### [EXERCISE REQUIREMENTS]
The entries below contain a stretch that opens with the line containing "async fn main()" and closes with the line containing "let mut lanes_config"; set down that stretch exactly, both ends included, and nothing else.

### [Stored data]
=== Begin Enclosure ===

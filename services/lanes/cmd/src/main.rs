//! Lanes client binary.
//!
//! Opens a resumable session against an application server, subscribes to
//! every lane it advertises, and logs the decoded frames until interrupted.

use anyhow::Context;
use clap::Parser;
use lane_capability::{CapabilityNegotiator, HostProbe, StaticKeySystemProbe};
use lane_session::{
    ConnectionState, HttpSessionApi, SessionManager, SseLaneTransport, WILDCARD_LANE,
};
use lane_storage::open_store;
use lane_wire::FramePayload;
use std::path::PathBuf;
use std::sync::Arc;
use tracing::{debug, info, warn};
use tracing_subscriber::EnvFilter;

mod config;
mod logging;

use config::{LanesConfig, StorageKind};
use logging::LanesLogFormatter;

/// Resumable multi-lane streaming session client
#[derive(Parser, Debug)]
#[command(name = "lanes", version, about = "Resumable multi-lane streaming session client")]
struct Args {
    /// Application server base URL
    #[arg(long)]
    base_url: Option<String>,

    /// Wallet identity to open the session for
    #[arg(long)]
    wallet: Option<String>,

    /// Configuration file path
    #[arg(long, default_value = "lanes.yaml")]
    config: PathBuf,

    /// Log level (trace, debug, info, warn, error)
    #[arg(long, default_value = "info")]
    log_level: String,

    /// Resume record storage: memory, file
    #[arg(long, value_enum)]
    storage: Option<StorageKind>,

    /// Resume record file for file storage
    #[arg(long)]
    storage_path: Option<PathBuf>,

    /// First reconnect delay, e.g. 1s
    #[arg(long)]
    reconnect_base_delay: Option<humantime::Duration>,

    /// Consecutive lane failures tolerated before giving up
    #[arg(long)]
    max_reconnect_attempts: Option<u32>,

    /// Subtracted from the server heartbeat interval, e.g. 5s
    #[arg(long)]
    heartbeat_margin: Option<humantime::Duration>,

    /// Notify the server and clear the resume record on exit
    #[arg(long, default_value_t = true, action = clap::ArgAction::Set)]
    end_on_exit: bool,
}

impl Args {
    /// Flags override file and environment configuration
    fn apply_to(&self, config: &mut LanesConfig) {
        if let Some(base_url) = &self.base_url {
            config.base_url = base_url.clone();
        }
        if let Some(wallet) = &self.wallet {
            config.wallet = Some(wallet.clone());
        }
        if let Some(storage) = self.storage {
            config.storage.mode = storage;
        }
        if let Some(path) = &self.storage_path {
            config.storage.path = path.clone();
        }
        if let Some(delay) = self.reconnect_base_delay {
            config.session.reconnect_base_delay_ms = delay.as_millis() as u64;
        }
        if let Some(attempts) = self.max_reconnect_attempts {
            config.session.max_reconnect_attempts = attempts;
        }
        if let Some(margin) = self.heartbeat_margin {
            config.session.heartbeat_margin_ms = margin.as_millis() as u64;
        }
    }
}

fn describe(payload: &FramePayload) -> String {
    match payload {
        FramePayload::Manifest(m) => format!("item={}", m.item_id.as_deref().unwrap_or("-")),
        FramePayload::Access(a) => format!("item={} readiness={}", a.item_id, a.readiness),
        FramePayload::Delta(d) => format!("ops={}", d.ops.len()),
        FramePayload::Sync(s) => format!("cursor={}", s.cursor.as_deref().unwrap_or("-")),
        FramePayload::Heartbeat(h) => format!("server_time={:?}", h.server_time),
        FramePayload::Error(e) => format!(
            "code={} message={}",
            e.code.as_deref().unwrap_or("-"),
            e.message.as_deref().unwrap_or("-")
        ),
        FramePayload::Untyped { data, .. } => format!("untyped data={}", data),
    }
}

#[tokio::main(flavor = "multi_thread")]
async fn main() -> anyhow::Result<()> {
    let args = Args::parse();

    let env_filter = EnvFilter::new("info")
        .add_directive(format!("lanes={}", args.log_level).parse()?)
        .add_directive(format!("lane_session={}", args.log_level).parse()?)
        .add_directive(format!("lane_wire={}", args.log_level).parse()?)
        .add_directive(format!("lane_storage={}", args.log_level).parse()?)
        .add_directive(format!("lane_capability={}", args.log_level).parse()?);

    tracing_subscriber::fmt()
        .with_env_filter(env_filter)
        .with_target(false)
        .event_format(LanesLogFormatter::new("lanes".to_string()))
        .init();

    info!("Starting lanes client v{}", env!("CARGO_PKG_VERSION"));

    let mut lanes_config = LanesConfig::load_from_file(&args.config)?;
    args.apply_to(&mut lanes_config);

    let session_config = lanes_config.session.session_config();
    let store = open_store(lanes_config.storage.storage_mode())
        .await
        .context("Failed to open resume store")?;
    let api = Arc::new(HttpSessionApi::new(
        lanes_config.base_url.clone(),
        session_config.heartbeat_timeout,
    ));
    let transport = Arc::new(
        SseLaneTransport::new(&lanes_config.base_url).context("Invalid base URL")?,
    );
    let negotiator = Arc::new(
        CapabilityNegotiator::new(Arc::new(HostProbe::new(lanes_config.device.clone())))
            .with_key_systems(Arc::new(StaticKeySystemProbe::new(
                lanes_config.key_systems.iter().copied(),
            ))),
    );

    let negotiated = negotiator.negotiate_capabilities();
    component_info!(
        "capability",
        "Negotiated video={:?} drm={} quality={:?}",
        negotiated.video_format,
        negotiated.drm.as_str(),
        negotiated.recommended_quality
    );

    {
        let negotiator = Arc::clone(&negotiator);
        tokio::spawn(async move {
            let media = negotiator.refine_protected_media().await;
            debug!("Protected media refined: {:?}", media.preferred());
            if let Some(refined) = negotiator.negotiated() {
                component_info!("capability", "Refined DRM preference: {}", refined.drm.as_str());
            }
        });
    }

    let manager = SessionManager::new(api, transport, store, negotiator, session_config);

    let _frames = manager.subscribe_lane(WILDCARD_LANE, |lane, frame| {
        component_info!(
            "frame",
            "{} frame on lane {} (v{}): {}",
            frame.kind(),
            lane,
            frame.version,
            describe(&frame.payload)
        );
    });
    let _states = manager.on_connection_state_change(|state| {
        component_info!("state", "Connection {}", state);
    });
    let mut state_rx = manager.watch_connection_state();

    let session = match manager.start_session(lanes_config.wallet.clone()).await {
        Ok(session) => session,
        Err(e) => {
            component_warn!("session", "Handshake failed: {}", e);
            return Err(anyhow::Error::from(e).context("Session handshake failed"));
        }
    };
    info!(
        "Session {} active until {} with lanes {:?}",
        session.session_id,
        chrono::DateTime::from_timestamp_millis(session.expires_at as i64)
            .map(|t| t.to_rfc3339())
            .unwrap_or_else(|| session.expires_at.to_string()),
        manager.lane_names()
    );

    loop {
        tokio::select! {
            _ = tokio::signal::ctrl_c() => {
                info!("Received interrupt, shutting down");
                break;
            }
            changed = state_rx.changed() => {
                if changed.is_err() {
                    break;
                }
                let state = *state_rx.borrow_and_update();
                if matches!(state, ConnectionState::Error | ConnectionState::Disconnected) {
                    warn!("Session left the connected state ({}); exiting", state);
                    break;
                }
            }
        }
    }

    if args.end_on_exit {
        manager.end_session().await;
    }

    info!("Lanes client shutdown complete");
    Ok(())
}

=== End Enclosure ===

### [RESPONSE BOX]
async fn main() -> anyhow::Result<()> {
    let args = Args::parse();

    let env_filter = EnvFilter::new("info")
        .add_directive(format!("lanes={}", args.log_level).parse()?)
        .add_directive(format!("lane_session={}", args.log_level).parse()?)
        .add_directive(format!("lane_wire={}", args.log_level).parse()?)
        .add_directive(format!("lane_storage={}", args.log_level).parse()?)
        .add_directive(format!("lane_capability={}", args.log_level).parse()?);

    tracing_subscriber::fmt()
        .with_env_filter(env_filter)
        .with_target(false)
        .event_format(LanesLogFormatter::new("lanes".to_string()))
        .init();

    info!("Starting lanes client v{}", env!("CARGO_PKG_VERSION"));

    let mut lanes_config = LanesConfig::load_from_file(&args.config)?;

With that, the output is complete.